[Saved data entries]
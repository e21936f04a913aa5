//! Metagraph Server - type service.

use clap::Parser;
use tracing_subscriber::{layer::SubscriberExt, util::SubscriberInitExt};

use metagraph_server::{Args, TypeService};

#[tokio::main]
async fn main() -> Result<(), Box<dyn std::error::Error>> {
    // Initialize tracing
    tracing_subscriber::registry()
        .with(
            tracing_subscriber::EnvFilter::try_from_default_env()
                .unwrap_or_else(|_| "metagraph_server=info,metagraph_types=info".into()),
        )
        .with(tracing_subscriber::fmt::layer())
        .init();

    tracing::info!(version = env!("CARGO_PKG_VERSION"), "starting metagraph server");

    // Parse command-line arguments
    let args = Args::parse();
    let config = args.into_config();

    tracing::info!(
        data_path = %config.data_path.display(),
        bootstrap_files = config.bootstrap_files.len(),
        app_port = config.app_port,
        ha_enabled = config.ha.is_ha_enabled(),
        "configuration loaded"
    );

    // Resolve HA identity; the type service itself never consults it.
    if config.ha.is_ha_enabled() {
        let server_id = config.ha.server_id(config.app_port)?;
        tracing::info!(
            server_id = %server_id,
            address = ?config.ha.bound_address(&server_id),
            zookeeper = ?config.ha.zookeeper.connect_string,
            "HA identity resolved"
        );
    }

    let service = TypeService::start(&config)?;
    let registry = service.registry();
    tracing::info!(
        version = registry.version(),
        types = registry.type_names().len(),
        enums = registry.enum_names().len(),
        "type service ready"
    );

    if let Err(e) = tokio::signal::ctrl_c().await {
        tracing::error!(error = %e, "failed to listen for ctrl+c");
    }
    tracing::info!("received shutdown signal");

    service.flush()?;
    tracing::info!("server shutdown complete");

    Ok(())
}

[Problem statement] The lines above are to be retyped exactly, with none omitted.

[Result below]
repository e21936f04a913aa5
//! Metagraph Server - type service.

use clap::Parser;
use tracing_subscriber::{layer::SubscriberExt, util::SubscriberInitExt};

use metagraph_server::{Args, TypeService};

#[tokio::main]
async fn main() -> Result<(), Box<dyn std::error::Error>> {
    // Initialize tracing
    tracing_subscriber::registry()
        .with(
            tracing_subscriber::EnvFilter::try_from_default_env()
                .unwrap_or_else(|_| "metagraph_server=info,metagraph_types=info".into()),
        )
        .with(tracing_subscriber::fmt::layer())
        .init();

    tracing::info!(version = env!("CARGO_PKG_VERSION"), "starting metagraph server");

    // Parse command-line arguments
    let args = Args::parse();
    let config = args.into_config();

    tracing::info!(
        data_path = %config.data_path.display(),
        bootstrap_files = config.bootstrap_files.len(),
        app_port = config.app_port,
        ha_enabled = config.ha.is_ha_enabled(),
        "configuration loaded"
    );

    // Resolve HA identity; the type service itself never consults it.
    if config.ha.is_ha_enabled() {
        let server_id = config.ha.server_id(config.app_port)?;
        tracing::info!(
            server_id = %server_id,
            address = ?config.ha.bound_address(&server_id),
            zookeeper = ?config.ha.zookeeper.connect_string,
            "HA identity resolved"
        );
    }

    let service = TypeService::start(&config)?;
    let registry = service.registry();
    tracing::info!(
        version = registry.version(),
        types = registry.type_names().len(),
        enums = registry.enum_names().len(),
        "type service ready"
    );

    if let Err(e) = tokio::signal::ctrl_c().await {
        tracing::error!(error = %e, "failed to listen for ctrl+c");
    }
    tracing::info!("received shutdown signal");

    service.flush()?;
    tracing::info!("server shutdown complete");

    Ok(())
}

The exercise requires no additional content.